“Let me be very clear, I’m hearing from North Carolinians that are telling me, in no uncertain terms, that they want their Senate candidate talking about the issues, like those that we’re talking about right here, today,” Cunningham said, after a reporter asked if there were more women and the candidate tried to move the discussion back to the response to the coronavirus pandemic.
“People are tired of hearing about personal issues. They want somebody focused on them. They want somebody who is going to be a champion for the things that matter in their lives,” Cunningham said.
An officer in the Army Reserve, Cunningham’s behavior has sparked an investigation related to whether there was an affair and if it occurred with the wife of another Army soldier, under its “good order” requirements for officers to maintain.
Tillis and his GOP allies have run advertisements questioning Cunningham’s judgment, hoping to pull the race back in his direction after several months of drift for the incumbent. Before the scandal, Cunningham had opened up a small lead in polls. Then, Oct. 2, the race got turned upside down. First, Tillis announced that he had tested positive for the coronavirus, likely from his attendance at the White House announcement of Judge Amy Coney Barrett as the Supreme Court nominee, shuttering his campaign office and beginning an isolation.
Then, a few hours later, Cunningham confirmed that illicit text messages between him and the California woman were real.

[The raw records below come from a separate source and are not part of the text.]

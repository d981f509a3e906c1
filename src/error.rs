//! Error types for GI operations.
//!
//! All fallible operations in this crate return [`GiResult<T>`].  Errors are
//! classified into two axes for caller convenience:
//!
//! - **Transport errors** ([`GiError::is_transport_error`]): the GI program
//!   could not be launched or reached. The call proceeds without GI.
//! - **Recoverable errors** ([`GiError::is_recoverable`]): the operation
//!   failed but the session (or registry) is still usable.

use crate::channel::ChannelError;
use std::path::PathBuf;
use thiserror::Error;

/// Result type alias for GI operations
pub type GiResult<T> = Result<T, GiError>;

/// Comprehensive error types for GI operations
#[derive(Error, Debug)]
#[non_exhaustive]
pub enum GiError {
    /// IO error from pipes, sockets or the reply stream
    #[error("IO error: {0}")]
    Io(#[from] std::io::Error),

    /// A raw OS call (pipe, dup2, kill) failed
    #[error("OS error: {0}")]
    Os(#[from] nix::errno::Errno),

    /// Network gateway did not accept the connection in time
    #[error("Connect timed out after {timeout_ms}ms")]
    Timeout { timeout_ms: u64 },

    /// Network gateway host name did not resolve
    #[error("Could not resolve gateway host '{host}'")]
    Resolve { host: String },

    /// Malformed `gi://` URL
    #[error("Invalid gateway URL: {url}")]
    InvalidUrl { url: String },

    /// Local program does not exist
    #[error("GI program not found: {}", path.display())]
    ProgramNotFound { path: PathBuf },

    /// Local program exists but lacks execute permission
    #[error("GI program is not executable: {}", path.display())]
    NotExecutable { path: PathBuf },

    /// Process creation failed
    #[error("Failed to spawn {}: {source}", program.display())]
    Spawn {
        program: PathBuf,
        #[source]
        source: std::io::Error,
    },

    /// Command line exceeded the configured maximum without a newline
    #[error("Line overflow: {size} bytes without newline exceeds limit {limit}")]
    LineTooLong { size: usize, limit: usize },

    /// Too many consecutive interrupted reads on the command stream
    #[error("Command stream interrupted {attempts} times in a row")]
    Interrupted { attempts: u32 },

    /// A command sharing the same first word is already registered
    #[error("Command '{words}' conflicts with an already registered command")]
    DuplicateCommand { words: String },

    /// Descriptor word count outside 1..=4
    #[error("Command descriptor must have 1 to 4 words, got {count}")]
    InvalidDescriptor { count: usize },

    /// Channel became unavailable or failed
    #[error("Channel error: {0}")]
    Channel(#[from] ChannelError),

    /// Key-value store failure
    #[error("Key-value store error: {message}")]
    Store { message: String },

    /// Configuration could not be parsed
    #[error("Config error: {0}")]
    Config(#[from] serde_json::Error),

    /// Generic error with custom message
    #[error("GI error: {message}")]
    Generic { message: String },
}

impl GiError {
    pub fn generic(message: impl Into<String>) -> Self {
        Self::Generic {
            message: message.into(),
        }
    }

    pub fn store(message: impl Into<String>) -> Self {
        Self::Store {
            message: message.into(),
        }
    }

    pub fn invalid_url(url: impl Into<String>) -> Self {
        Self::InvalidUrl { url: url.into() }
    }

    /// `true` if the GI program could not be launched or reached.
    ///
    /// The call is expected to continue without GI when this is returned
    /// from the launcher.
    pub fn is_transport_error(&self) -> bool {
        matches!(
            self,
            GiError::Os(_)
                | GiError::Timeout { .. }
                | GiError::Resolve { .. }
                | GiError::InvalidUrl { .. }
                | GiError::ProgramNotFound { .. }
                | GiError::NotExecutable { .. }
                | GiError::Spawn { .. }
        )
    }

    /// `true` if the session or registry is still usable after this error.
    ///
    /// Recoverable: `DuplicateCommand`, `InvalidDescriptor`, `Store`,
    /// `LineTooLong` (only the offending line is dropped). Channel failures
    /// and stream errors end the session.
    pub fn is_recoverable(&self) -> bool {
        match self {
            GiError::DuplicateCommand { .. } => true,
            GiError::InvalidDescriptor { .. } => true,
            GiError::Store { .. } => true,
            GiError::Channel(ChannelError::Unsupported { .. }) => true,
            GiError::Channel(ChannelError::NotFound { .. }) => true,
            GiError::Channel(_) => false,
            GiError::Io(_) => false,
            GiError::LineTooLong { .. } => true,
            GiError::Interrupted { .. } => false,
            _ => false,
        }
    }
}

#[cfg(test)]
mod tests {
    use super::*;

    #[test]
    fn launch_failures_are_transport_errors() {
        let err = GiError::ProgramNotFound {
            path: PathBuf::from("/nope/script.sh"),
        };
        assert!(err.is_transport_error());
        assert!(err
            .to_string()
            .contains("/nope/script.sh"));

        assert!(GiError::Timeout { timeout_ms: 2000 }.is_transport_error());
        assert!(!GiError::generic("x").is_transport_error());
    }

    #[test]
    fn channel_hangup_is_not_recoverable() {
        let err = GiError::from(ChannelError::Hangup);
        assert!(!err.is_recoverable());

        let err = GiError::from(ChannelError::Unsupported { operation: "tdd" });
        assert!(err.is_recoverable());

        let err = GiError::DuplicateCommand {
            words: "GET DIGITS".to_string(),
        };
        assert!(err.is_recoverable());

        assert!(GiError::LineTooLong { size: 9000, limit: 8192 }.is_recoverable());
    }
}
impl GiRequest {
    pub fn new(program: impl Into<String>) -> Self {
        Self {
            program: program.into(),
            args: Vec::new(),
            enable_audio: false,
        }
    }

    /// Parse dialplan application data, `program,arg1,arg2,...`
    pub fn from_app_data(data: &str) -> GiResult<Self> {
        let mut parts = data.split(',');
        let program = parts
            .next()
            .map(str::trim)
            .filter(|p| !p.is_empty())
            .ok_or_else(|| GiError::generic("GI requires a program argument"))?;
        Ok(Self {
            program: program.to_string(),
            args: parts
                .map(str::to_string)
                .collect(),
            enable_audio: false,
        })
    }

    pub fn with_args<I, S>(mut self, args: I) -> Self
    where
        I: IntoIterator<Item = S>,
        S: Into<String>,
    {
        self.args = args
            .into_iter()
            .map(Into::into)
            .collect();
        self
    }

    /// Request the audio side channel (local programs only)
    pub fn with_audio(mut self) -> Self {
        self.enable_audio = true;
        self
    }
}

/// Buffered, cancel-safe line reader over the command stream
pub struct CommandReader {
    reader: Box<dyn AsyncRead + Send + Unpin>,
    buffer: LineBuffer,
    interrupts: u32,
    eof: bool,
}

impl CommandReader {
    pub fn new<R>(reader: R, max_line: usize) -> Self
    where
        R: AsyncRead + Send + Unpin + 'static,
    {
        Self {
            reader: Box::new(reader),
            buffer: LineBuffer::new(max_line),
            interrupts: 0,
            eof: false,
        }
    }

    /// Next complete line without its terminator, `Ok(None)` at EOF.
    ///
    /// Cancel safe: partially read data stays buffered in `self`.
    pub async fn next_line(&mut self) -> GiResult<Option<String>> {
        let mut chunk = [0u8; READ_CHUNK];
        loop {
            if let Some(line) = self
                .buffer
                .next_line()?
            {
                return Ok(Some(line));
            }
            if self.eof {
                return Ok(None);
            }

            match self
                .reader
                .read(&mut chunk)
                .await
            {
                Ok(0) => {
                    self.eof = true;
                    if !self
                        .buffer
                        .is_empty()
                    {
                        debug!(
                            "Discarding {} bytes of unterminated input at EOF",
                            self.buffer
                                .len()
                        );
                    }
                    return Ok(None);
                }
                Ok(n) => {
                    self.interrupts = 0;
                    self.buffer
                        .extend_from_slice(&chunk[..n]);
                }
                Err(e) if e.kind() == io::ErrorKind::Interrupted => {
                    self.interrupts += 1;
                    if self.interrupts > MAX_INTERRUPT_RETRIES {
                        return Err(GiError::Interrupted {
                            attempts: self.interrupts,
                        });
                    }
                    debug!(
                        "Command read interrupted ({}/{})",
                        self.interrupts, MAX_INTERRUPT_RETRIES
                    );
                }
                Err(e) => return Err(e.into()),
            }
        }
    }
}

/// Destination of relayed voice frames.
///
/// `offer` makes exactly one non-blocking write attempt; a short count or an
/// error only degrades audio.
pub trait AudioSink: Send {
    fn offer(&mut self, data: &[u8]) -> io::Result<usize>;
}

impl AudioSink for pipe::Sender {
    fn offer(&mut self, data: &[u8]) -> io::Result<usize> {
        self.try_write(data)
    }
}

/// Owned handle on a local GI subprocess
#[derive(Debug, Default)]
pub struct ProcessHandle {
    child: Option<Child>,
}

impl ProcessHandle {
    /// Handle for network sessions: nothing to signal
    pub fn none() -> Self {
        Self::default()
    }

    pub fn new(child: Child) -> Self {
        Self { child: Some(child) }
    }

    pub fn id(&self) -> Option<u32> {
        self.child
            .as_ref()
            .and_then(Child::id)
    }

    pub fn is_local(&self) -> bool {
        self.child
            .is_some()
    }

    /// Ask the subprocess to stop with SIGHUP.
    ///
    /// Sends at most one signal over the handle's lifetime and never kills
    /// forcibly. Returns `true` if a signal was delivered.
    pub fn request_stop(&mut self) -> bool {
        let Some(mut child) = self
            .child
            .take()
        else {
            return false;
        };

        match child.try_wait() {
            Ok(Some(status)) => {
                debug!("[TEARDOWN] GI program already exited: {}", status);
                return false;
            }
            Ok(None) => {}
            Err(e) => warn!("[TEARDOWN] Could not poll GI program: {}", e),
        }

        let Some(pid) = child.id() else {
            return false;
        };
        match kill(Pid::from_raw(pid as i32), Signal::SIGHUP) {
            Ok(()) => {
                debug!("[TEARDOWN] Sent SIGHUP to GI program pid {}", pid);
                true
            }
            Err(e) => {
                warn!("[TEARDOWN] Failed to signal GI program pid {}: {}", pid, e);
                false
            }
        }
    }
}

impl Drop for ProcessHandle {
    fn drop(&mut self) {
        if self
            .child
            .is_some()
        {
            warn!("[TEARDOWN] Process handle dropped without close, stopping program");
            self.request_stop();
        }
    }
}

/// Streams of one GI session
pub struct Transport {
    pub(crate) reader: CommandReader,
    pub(crate) writer: Box<dyn AsyncWrite + Send + Unpin>,
    pub(crate) audio: Option<Box<dyn AudioSink>>,
    pub(crate) process: ProcessHandle,
    closed: bool,
}

impl Transport {
    /// Wrap already connected streams; no subprocess, no audio
    pub fn from_streams<R, W>(reader: R, writer: W, max_line: usize) -> Self
    where
        R: AsyncRead + Send + Unpin + 'static,
        W: AsyncWrite + Send + Unpin + 'static,
    {
        Self {
            reader: CommandReader::new(reader, max_line),
            writer: Box::new(writer),
            audio: None,
            process: ProcessHandle::none(),
            closed: false,
        }
    }

    pub fn with_audio(mut self, sink: impl AudioSink + 'static) -> Self {
        self.audio = Some(Box::new(sink));
        self
    }

    pub fn with_process(mut self, process: ProcessHandle) -> Self {
        self.process = process;
        self
    }

    pub fn has_audio(&self) -> bool {
        self.audio
            .is_some()
    }

    pub fn process_id(&self) -> Option<u32> {
        self.process
            .id()
    }

    /// Start `request`: connect to a network gateway or spawn a program.
    ///
    /// Every resource created before a failure is released before the
    /// error is returned.
    pub async fn launch(request: &GiRequest, config: &GiConfig) -> GiResult<Self> {
        match ProgramSpec::parse(&request.program, config.default_port)? {
            ProgramSpec::Network { host, port, script } => {
                if request.enable_audio {
                    warn!("[LAUNCH] Audio side channel is not available for network gateways");
                }
                connect(&host, port, script.as_deref(), config).await
            }
            ProgramSpec::Local(program) => spawn(&program, request, config),
        }
    }

    /// Write raw text to the reply stream and flush
    pub async fn write_str(&mut self, text: &str) -> io::Result<()> {
        self.writer
            .write_all(text.as_bytes())
            .await?;
        self.writer
            .flush()
            .await
    }

    pub fn is_closed(&self) -> bool {
        self.closed
    }

    /// Stop the subprocess and close the reply and audio streams.
    ///
    /// Only the first call has any effect. The command stream is released
    /// when the transport is dropped.
    pub async fn close(&mut self) {
        if self.closed {
            return;
        }
        self.closed = true;
        let stopped = self
            .process
            .request_stop();
        if let Err(e) = self
            .writer
            .shutdown()
            .await
        {
            debug!("[TEARDOWN] Reply stream shutdown: {}", e);
        }
        let audio = self
            .audio
            .take();
        debug!(
            "[TEARDOWN] Transport closed (signalled program: {}, audio: {})",
            stopped,
            audio.is_some()
        );
    }
}

async fn connect(
    host: &str,
    port: u16,
    script: Option<&str>,
    config: &GiConfig,
) -> GiResult<Transport> {
    info!("[LAUNCH] Connecting to GI gateway {}:{}", host, port);

    let addrs: Vec<_> = match lookup_host((host, port)).await {
        Ok(addrs) => addrs.collect(),
        Err(e) => {
            warn!("[LAUNCH] Resolving {} failed: {}", host, e);
            Vec::new()
        }
    };
    if addrs.is_empty() {
        return Err(GiError::Resolve {
            host: host.to_string(),
        });
    }

    debug!(
        "[LAUNCH] Starting TCP connect with {}ms timeout",
        config.connect_timeout_ms
    );
    let stream = match timeout(config.connect_timeout(), TcpStream::connect(&addrs[..])).await {
        Ok(Ok(stream)) => stream,
        Ok(Err(e)) => {
            warn!("[LAUNCH] Connect to {}:{} failed: {}", host, port, e);
            return Err(e.into());
        }
        Err(_) => {
            warn!(
                "[LAUNCH] Connect to {}:{} timed out after {}ms",
                host, port, config.connect_timeout_ms
            );
            return Err(GiError::Timeout {
                timeout_ms: config.connect_timeout_ms,
            });
        }
    };
    stream.set_nodelay(true)?;

    let mut handshake = format!("{}network: yes{}", PREAMBLE_KEY_PREFIX, LINE_TERMINATOR);
    if let Some(script) = script {
        handshake.push_str(&format!(
            "{}network_script: {}{}",
            PREAMBLE_KEY_PREFIX, script, LINE_TERMINATOR
        ));
    }

    let (read_half, write_half) = stream.into_split();
    let mut transport = Transport::from_streams(read_half, write_half, config.max_line_length);
    transport
        .write_str(&handshake)
        .await?;
    debug!("[LAUNCH] Handshake sent to {}:{}", host, port);
    Ok(transport)
}

fn check_executable(path: &Path) -> GiResult<()> {
    let metadata = std::fs::metadata(path).map_err(|_| GiError::ProgramNotFound {
        path: path.to_path_buf(),
    })?;
    if !metadata.is_file()
        || metadata
            .permissions()
            .mode()
            & 0o111
            == 0
    {
        return Err(GiError::NotExecutable {
            path: path.to_path_buf(),
        });
    }
    Ok(())
}

/// Install `fd` as the child's audio descriptor; runs between fork and exec
fn attach_audio_fd(fd: RawFd) -> io::Result<()> {
    if fd == AUDIO_FD {
        fcntl(fd, FcntlArg::F_SETFD(FdFlag::empty()))?;
    } else {
        dup2(fd, AUDIO_FD)?;
    }
    Ok(())
}
//! A call leg backed by the terminal.
//!
//! Operations are printed instead of played. Digits typed on stdin act as
//! DTMF; typing `hangup`, closing stdin or pressing Ctrl-C hangs the call up.

use crate::display::{OpDisplay, OpKind};
use async_trait::async_trait;
use bytes::Bytes;
use pbx_gi_tokio::{
    CallerId, Channel, ChannelError, ChannelInfo, ChannelResult, ChannelState, ControlPlayback,
    DigitsOutcome, Frame, Playback, PlaybackOutcome, RecordEnd, RecordOutcome, Recording,
    SayRequest, TddMode,
};
use std::collections::HashMap;
use std::time::Duration;
use tokio::io::{AsyncBufReadExt, BufReader};
use tokio::sync::{mpsc, watch};
use tokio::time::{interval, Interval, MissedTickBehavior};
use tracing::debug;

/// 20ms of 8kHz mu-law silence
const SILENCE_FRAME: &[u8] = &[0xff; 160];
const FRAME_INTERVAL: Duration = Duration::from_millis(20);
/// Inter-digit timeout used when the program leaves it to the channel
const DEFAULT_DIGIT_TIMEOUT: Duration = Duration::from_secs(5);
/// Pretend every played file runs this many samples
const PLAYBACK_SAMPLES: u64 = 8000;

pub struct ConsoleChannel {
    name: String,
    state: ChannelState,
    caller: CallerId,
    context: String,
    extension: String,
    priority: i32,
    variables: HashMap<String, String>,
    autohangup: Option<Duration>,
    digits: mpsc::UnboundedReceiver<char>,
    hangup: watch::Receiver<bool>,
    silence: Option<Interval>,
    display: OpDisplay,
}

impl ConsoleChannel {
    /// Create the channel and start reading stdin.
    ///
    /// With `audio` set, `read_frame` yields a silence frame every 20ms so
    /// the program's audio side channel sees a steady stream.
    pub fn new(name: &str, audio: bool, no_color: bool) -> Self {
        let (digit_tx, digits) = mpsc::unbounded_channel();
        let (hangup_tx, hangup) = watch::channel(false);
        tokio::spawn(read_stdin(digit_tx, hangup_tx));

        let silence = audio.then(|| {
            let mut ticks = interval(FRAME_INTERVAL);
            ticks.set_missed_tick_behavior(MissedTickBehavior::Skip);
            ticks
        });

        Self {
            name: name.to_string(),
            state: ChannelState::Ring,
            caller: CallerId {
                number: Some("1000".to_string()),
                name: Some("Console".to_string()),
                ..Default::default()
            },
            context: "default".to_string(),
            extension: "s".to_string(),
            priority: 1,
            variables: HashMap::new(),
            autohangup: None,
            digits,
            hangup,
            silence,
            display: OpDisplay::new(name, no_color),
        }
    }

    pub fn with_context(mut self, context: &str, extension: &str) -> Self {
        self.context = context.to_string();
        self.extension = extension.to_string();
        self
    }

    fn is_hung_up(&self) -> bool {
        *self
            .hangup
            .borrow()
    }

    fn check_up(&self) -> ChannelResult<()> {
        if self.is_hung_up() {
            Err(ChannelError::Hangup)
        } else {
            Ok(())
        }
    }

    /// Next typed digit, `Ok(None)` on timeout
    async fn next_digit(&mut self, timeout: Option<Duration>) -> ChannelResult<Option<char>> {
        self.check_up()?;
        let received = match timeout {
            Some(limit) => match tokio::time::timeout(limit, self.digits.recv()).await {
                Ok(digit) => digit,
                Err(_) => return Ok(None),
            },
            None => {
                self.digits
                    .recv()
                    .await
            }
        };
        match received {
            Some(digit) => Ok(Some(digit)),
            None => Err(ChannelError::Hangup),
        }
    }

    /// A digit already typed that is one of `escape_digits`
    fn pending_escape(&mut self, escape_digits: &str) -> Option<char> {
        while let Ok(digit) = self
            .digits
            .try_recv()
        {
            if escape_digits.contains(digit) {
                return Some(digit);
            }
            debug!("Ignoring digit '{}' during playback", digit);
        }
        None
    }
}

/// Forward DTMF digits from stdin until EOF or `hangup`
async fn read_stdin(digits: mpsc::UnboundedSender<char>, hangup: watch::Sender<bool>) {
    let mut lines = BufReader::new(tokio::io::stdin()).lines();
    loop {
        match lines
            .next_line()
            .await
        {
            Ok(Some(line)) => {
                let line = line.trim();
                if line.eq_ignore_ascii_case("hangup") {
                    break;
                }
                for digit in line
                    .chars()
                    .filter(is_dtmf)
                {
                    if digits
                        .send(digit)
                        .is_err()
                    {
                        return;
                    }
                }
            }
            Ok(None) => break,
            Err(e) => {
                debug!("stdin read failed: {}", e);
                break;
            }
        }
    }
    let _ = hangup.send(true);
}

fn is_dtmf(c: &char) -> bool {
    matches!(c, '0'..='9' | '*' | '#' | 'A'..='D')
}

#[async_trait]
impl Channel for ConsoleChannel {
    fn name(&self) -> &str {
        &self.name
    }

    fn info(&self) -> ChannelInfo {
        ChannelInfo {
            name: self
                .name
                .clone(),
            language: "en".to_string(),
            tech: self
                .name
                .split('/')
                .next()
                .unwrap_or_default()
                .to_string(),
            unique_id: format!("console-{}", std::process::id()),
            caller: self
                .caller
                .clone(),
            context: self
                .context
                .clone(),
            extension: self
                .extension
                .clone(),
            priority: self.priority,
            account_code: None,
        }
    }

    fn state(&self) -> ChannelState {
        self.state
    }

    async fn read_frame(&mut self) -> Option<Frame> {
        if self.is_hung_up() {
            return None;
        }
        let ticks = self
            .silence
            .as_mut();
        tokio::select! {
            _ = tokio::signal::ctrl_c() => {
                self.display.show(OpKind::Call, "Ctrl-C, hanging up");
                None
            }
            _ = self.hangup.changed() => None,
            _ = async {
                match ticks {
                    Some(ticks) => ticks.tick().await,
                    None => std::future::pending().await,
                }
            } => Some(Frame::Voice(Bytes::from_static(SILENCE_FRAME))),
        }
    }

    async fn answer(&mut self) -> ChannelResult<()> {
        self.check_up()?;
        self.state = ChannelState::Up;
        self.display.show(OpKind::Call, "answered");
        Ok(())
    }

    async fn hangup(&mut self) -> ChannelResult<()> {
        self.state = ChannelState::Down;
        self.display.show(OpKind::Call, "hung up by program");
        Ok(())
    }

    async fn stream_file(&mut self, playback: &Playback<'_>) -> ChannelResult<PlaybackOutcome> {
        self.check_up()?;
        self.display.show(
            OpKind::Media,
            &format!(
                "play {} (escape '{}', offset {})",
                playback.file, playback.escape_digits, playback.offset
            ),
        );
        Ok(PlaybackOutcome {
            digit: self.pending_escape(playback.escape_digits),
            end_position: playback.offset + PLAYBACK_SAMPLES,
        })
    }

    async fn control_stream_file(
        &mut self,
        playback: &ControlPlayback<'_>,
    ) -> ChannelResult<PlaybackOutcome> {
        self.check_up()?;
        self.display.show(
            OpKind::Media,
            &format!(
                "play {} (escape '{}', skip {}ms)",
                playback.file,
                playback.escape_digits,
                playback
                    .skip
                    .as_millis()
            ),
        );
        Ok(PlaybackOutcome {
            digit: self.pending_escape(playback.escape_digits),
            end_position: PLAYBACK_SAMPLES,
        })
    }

    async fn wait_for_digit(&mut self, timeout: Option<Duration>) -> ChannelResult<Option<char>> {
        self.display.show(OpKind::Prompt, "waiting for a digit");
        self.next_digit(timeout)
            .await
    }

    async fn read_digits(
        &mut self,
        prompt: &str,
        timeout: Option<Duration>,
        max: usize,
    ) -> ChannelResult<DigitsOutcome> {
        self.check_up()?;
        self.display.show(
            OpKind::Prompt,
            &format!("play {} and collect up to {} digits", prompt, max),
        );
        let timeout = timeout.unwrap_or(DEFAULT_DIGIT_TIMEOUT);
        let mut digits = String::new();
        while digits.len() < max {
            match self
                .next_digit(Some(timeout))
                .await?
            {
                Some('#') => break,
                Some(digit) => digits.push(digit),
                None => {
                    return Ok(DigitsOutcome {
                        digits,
                        timed_out: true,
                    })
                }
            }
        }
        Ok(DigitsOutcome {
            digits,
            timed_out: false,
        })
    }

    fn supports_text(&self) -> bool {
        true
    }

    fn supports_images(&self) -> bool {
        false
    }

    async fn receive_char(&mut self, timeout: Option<Duration>) -> ChannelResult<Option<char>> {
        self.display.show(OpKind::Prompt, "waiting for a character");
        self.next_digit(timeout)
            .await
    }

    async fn receive_text(&mut self, timeout: Option<Duration>) -> ChannelResult<Option<String>> {
        self.display.show(OpKind::Prompt, "waiting for text");
        Ok(self
            .next_digit(timeout)
            .await?
            .map(String::from))
    }

    async fn send_text(&mut self, text: &str) -> ChannelResult<()> {
        self.check_up()?;
        self.display.show(OpKind::Media, &format!("text: {}", text));
        Ok(())
    }

    async fn send_image(&mut self, _name: &str) -> ChannelResult<()> {
        Err(ChannelError::Unsupported {
            operation: "send_image",
        })
    }

    async fn record_file(&mut self, recording: &Recording<'_>) -> ChannelResult<RecordOutcome> {
        self.check_up()?;
        self.display.show(
            OpKind::Media,
            &format!(
                "record {}.{}{} (escape '{}')",
                recording.file,
                recording.format,
                if recording.beep { " after beep" } else { "" },
                recording.escape_digits
            ),
        );
        let end = match self
            .next_digit(recording.max_duration)
            .await?
        {
            Some(digit) if recording
                .escape_digits
                .contains(digit) =>
            {
                RecordEnd::Dtmf(digit)
            }
            _ => RecordEnd::Timeout,
        };
        Ok(RecordOutcome {
            end,
            end_position: recording.offset + PLAYBACK_SAMPLES,
        })
    }

    async fn say(
        &mut self,
        request: &SayRequest<'_>,
        escape_digits: &str,
    ) -> ChannelResult<Option<char>> {
        self.check_up()?;
        self.display.show(OpKind::Media, &format!("say {:?}", request));
        Ok(self.pending_escape(escape_digits))
    }

    fn set_autohangup(&mut self, after: Option<Duration>) {
        self.autohangup = after;
        let message = match after {
            Some(after) => format!("autohangup in {:.1}s", after.as_secs_f64()),
            None => "autohangup cancelled".to_string(),
        };
        self.display.show(OpKind::Call, &message);
    }

    fn set_caller_id(&mut self, number: &str, name: Option<&str>) {
        self.caller.number = Some(number.to_string());
        self.caller.name = name.map(str::to_string);
        self.display.show(
            OpKind::Dialplan,
            &format!("caller id {} <{}>", name.unwrap_or(""), number),
        );
    }

    fn set_context(&mut self, context: &str) {
        self.context = context.to_string();
        self.display.show(OpKind::Dialplan, &format!("context {}", context));
    }

    fn set_extension(&mut self, extension: &str) {
        self.extension = extension.to_string();
        self.display.show(OpKind::Dialplan, &format!("extension {}", extension));
    }

    fn set_priority(&mut self, priority: i32) {
        self.priority = priority;
        self.display.show(OpKind::Dialplan, &format!("priority {}", priority));
    }

    fn find_label(&self, _label: &str) -> Option<i32> {
        None
    }

    async fn set_music_on_hold(&mut self, on: bool, class: Option<&str>) -> ChannelResult<()> {
        self.check_up()?;
        let message = if on {
            format!("music on hold ({})", class.unwrap_or("default"))
        } else {
            "music on hold stopped".to_string()
        };
        self.display.show(OpKind::Media, &message);
        Ok(())
    }

    async fn set_tdd_mode(&mut self, _mode: TddMode) -> ChannelResult<()> {
        Err(ChannelError::Unsupported {
            operation: "set_tdd_mode",
        })
    }

    fn get_variable(&self, name: &str) -> Option<String> {
        self.variables
            .get(name)
            .cloned()
    }

    fn set_variable(&mut self, name: &str, value: &str) {
        self.variables
            .insert(name.to_string(), value.to_string());
        self.display.show(OpKind::Dialplan, &format!("{}={}", name, value));
    }

    fn substitute(&self, expression: &str) -> String {
        let mut out = String::new();
        let mut rest = expression;
        while let Some(start) = rest.find("${") {
            out.push_str(&rest[..start]);
            let after = &rest[start + 2..];
            match after.find('}') {
                Some(end) => {
                    if let Some(value) = self.get_variable(&after[..end]) {
                        out.push_str(&value);
                    }
                    rest = &after[end + 1..];
                }
                None => {
                    out.push_str(&rest[start..]);
                    rest = "";
                }
            }
        }
        out.push_str(rest);
        out
    }
}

He spent most of this week hunkered down, dealing with continued fallout from the story and taping an apology message that aired Wednesday during a League of Conservation Voters event.
On Friday, Cunningham tried to turn the discussion back to the pandemic, blaming Tillis and Republicans for not advancing another relief package to help with the economic and health crises spawned by the virus.
When he opened the discussion to North Carolina reporters, all six questions he took dealt with the infidelity allegations, deflecting each with a similar answer that voters care about issues.
“I have taken responsibility for the hurt that I’ve caused in my personal life. And I’ve apologized for it, I’ve apologized to the supporters of this campaign,” Cunningham said. “And now this campaign is about much more, much bigger than me.”
Late Friday the National Republican Senatorial Committee decided to go back onto the airwaves with $3.5 million in new ad reservations against Cunningham, according to a GOP official monitoring media buys who spoke on the condition of anonymity to discuss strategy. It marks the first time the NRSC has been on air in North Carolina since Aug. 30, having allowed other outside GOP groups to carry anti-Cunningham ads. The new money indicates Republicans intend to go after Cunningham’s vulnerability on the issue.
The new GOP spending follows the Democratic Senatorial Campaign Committee, which rather than bailing on Cunningham decided Wednesday to increase its financial support by reserving an additional $3 million in North Carolina.